## Your goal
Consider the records below. How many of their lines include the word "Result"? State the number and nothing else.

## Information provided
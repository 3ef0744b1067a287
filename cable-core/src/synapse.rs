//! Conductance-based synapses driven by delivered events.
//!
//! Exp2: `g = B - A`, A decays with tau1 (rise), B with tau2 (decay). Each
//! event adds `weight * factor` to both, where `factor` scales the peak of
//! `B - A` to `weight`. Exp: a single state `g` decaying with tau.
//! Conductances are in uS; current `i = g * (V - e)` in nA.

#[cfg(feature = "serde")]
use serde::{Deserialize, Serialize};

use crate::channel::Conductance;
use crate::error::{CableError, Result};
use crate::morphology::Location;

#[derive(Clone, Copy, Debug, PartialEq)]
#[cfg_attr(feature = "serde", derive(Serialize, Deserialize))]
pub struct ExpSynParams {
    /// Decay time constant (ms)
    pub tau: f64,
    /// Reversal potential (mV)
    pub e: f64,
}

impl Default for ExpSynParams {
    fn default() -> Self {
        Self { tau: 0.1, e: 0.0 }
    }
}

#[derive(Clone, Copy, Debug, PartialEq)]
#[cfg_attr(feature = "serde", derive(Serialize, Deserialize))]
pub struct Exp2SynParams {
    /// Rise time constant (ms)
    pub tau1: f64,
    /// Decay time constant (ms)
    pub tau2: f64,
    /// Reversal potential (mV)
    pub e: f64,
}

impl Default for Exp2SynParams {
    fn default() -> Self {
        Self {
            tau1: 0.1,
            tau2: 10.0,
            e: 0.0,
        }
    }
}

#[derive(Clone, Copy, Debug, PartialEq)]
#[cfg_attr(feature = "serde", derive(Serialize, Deserialize))]
pub enum SynapseKind {
    Exp(ExpSynParams),
    Exp2(Exp2SynParams),
}

impl SynapseKind {
    pub fn reversal(&self) -> f64 {
        match self {
            SynapseKind::Exp(p) => p.e,
            SynapseKind::Exp2(p) => p.e,
        }
    }
}

fn valid_tau(tau: f64) -> bool {
    tau > 0.0 && tau.is_finite()
}

#[derive(Clone, Debug, PartialEq)]
pub struct Synapse {
    kind: SynapseKind,
    target: Location,
    /// Rise state (Exp2 only)
    a: f64,
    /// Decay state (the conductance itself for Exp)
    b: f64,
    factor: f64,
}

impl Synapse {
    pub fn new(kind: SynapseKind, target: Location) -> Result<Self> {
        if !kind.reversal().is_finite() {
            return Err(CableError::InvalidParameter("synaptic reversal must be finite"));
        }
        let factor = match kind {
            SynapseKind::Exp(p) => {
                if !valid_tau(p.tau) {
                    return Err(CableError::DegenerateSynapse("tau must be > 0"));
                }
                1.0
            }
            SynapseKind::Exp2(p) => {
                if !valid_tau(p.tau1) || !valid_tau(p.tau2) {
                    return Err(CableError::DegenerateSynapse("tau1 and tau2 must be > 0"));
                }
                if p.tau1 == p.tau2 {
                    return Err(CableError::DegenerateSynapse("tau1 == tau2"));
                }
                let tp = p.tau1 * p.tau2 / (p.tau2 - p.tau1) * (p.tau2 / p.tau1).ln();
                1.0 / ((-tp / p.tau2).exp() - (-tp / p.tau1).exp())
            }
        };
        if !factor.is_finite() {
            return Err(CableError::DegenerateSynapse("tau1 and tau2 too close"));
        }
        Ok(Self {
            kind,
            target,
            a: 0.0,
            b: 0.0,
            factor,
        })
    }

    pub fn kind(&self) -> &SynapseKind {
        &self.kind
    }

    pub fn target(&self) -> Location {
        self.target
    }

    /// Peak normalization applied to each delivered weight.
    pub fn factor(&self) -> f64 {
        self.factor
    }

    /// Raw (A, B) state.
    pub fn state(&self) -> (f64, f64) {
        (self.a, self.b)
    }

    pub fn conductance(&self) -> f64 {
        match self.kind {
            SynapseKind::Exp(_) => self.b,
            SynapseKind::Exp2(_) => self.b - self.a,
        }
    }

    /// Synaptic current (nA) at target voltage `v`, outward positive.
    pub fn current(&self, v: f64) -> f64 {
        self.conductance() * (v - self.kind.reversal())
    }

    pub fn branch(&self) -> Conductance {
        let mut c = Conductance::default();
        c.add(self.conductance(), self.kind.reversal());
        c
    }

    /// Apply one delivered event.
    pub fn deliver(&mut self, weight: f64) {
        match self.kind {
            SynapseKind::Exp(_) => self.b += weight,
            SynapseKind::Exp2(_) => {
                self.a += weight * self.factor;
                self.b += weight * self.factor;
            }
        }
    }

    /// Let the state relax for `dt`.
    pub fn decay(&mut self, dt: f64) {
        match self.kind {
            SynapseKind::Exp(p) => self.b *= (-dt / p.tau).exp(),
            SynapseKind::Exp2(p) => {
                self.a *= (-dt / p.tau1).exp();
                self.b *= (-dt / p.tau2).exp();
            }
        }
    }

    pub fn reset(&mut self) {
        self.a = 0.0;
        self.b = 0.0;
    }
}

#[cfg(test)]
mod tests {
    use super::*;
    use approx::assert_abs_diff_eq;

    const HERE: Location = Location { section: 0, index: 0 };

    fn exp2(tau1: f64, tau2: f64) -> Result<Synapse> {
        Synapse::new(SynapseKind::Exp2(Exp2SynParams { tau1, tau2, e: 0.0 }), HERE)
    }

    #[test]
    fn degenerate_time_constants_are_rejected() {
        assert!(matches!(exp2(1.0, 1.0), Err(CableError::DegenerateSynapse(_))));
        assert!(matches!(exp2(0.0, 1.0), Err(CableError::DegenerateSynapse(_))));
        assert!(matches!(
            Synapse::new(SynapseKind::Exp(ExpSynParams { tau: -1.0, e: 0.0 }), HERE),
            Err(CableError::DegenerateSynapse(_))
        ));
    }

    #[test]
    fn non_finite_reversal_is_rejected() {
        let kind = SynapseKind::Exp2(Exp2SynParams { tau1: 0.5, tau2: 2.0, e: f64::NAN });
        assert!(matches!(
            Synapse::new(kind, HERE),
            Err(CableError::InvalidParameter(_))
        ));
        let kind = SynapseKind::Exp(ExpSynParams { tau: 2.0, e: f64::NEG_INFINITY });
        assert!(Synapse::new(kind, HERE).is_err());
    }

    #[test]
    fn exp2_peak_equals_weight() {
        let mut syn = exp2(0.5, 5.0).unwrap();
        syn.deliver(0.01);
        assert_eq!(syn.conductance(), 0.0);
        let dt = 0.001;
        let mut peak: f64 = 0.0;
        for _ in 0..20_000 {
            syn.decay(dt);
            peak = peak.max(syn.conductance());
        }
        assert_abs_diff_eq!(peak, 0.01, epsilon = 1e-6);
    }

    #[test]
    fn exp_jumps_then_decays() {
        let mut syn =
            Synapse::new(SynapseKind::Exp(ExpSynParams { tau: 2.0, e: -80.0 }), HERE).unwrap();
        syn.deliver(0.5);
        assert_eq!(syn.conductance(), 0.5);
        syn.decay(2.0);
        assert_abs_diff_eq!(syn.conductance(), 0.5 / core::f64::consts::E, epsilon = 1e-12);
        // inhibitory at rest: outward current
        assert!(syn.current(-65.0) > 0.0);
    }

    #[test]
    fn reset_clears_state() {
        let mut syn = exp2(1.0, 3.0).unwrap();
        syn.deliver(1.0);
        syn.decay(0.5);
        syn.reset();
        assert_eq!(syn.state(), (0.0, 0.0));
    }
}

## Solution
3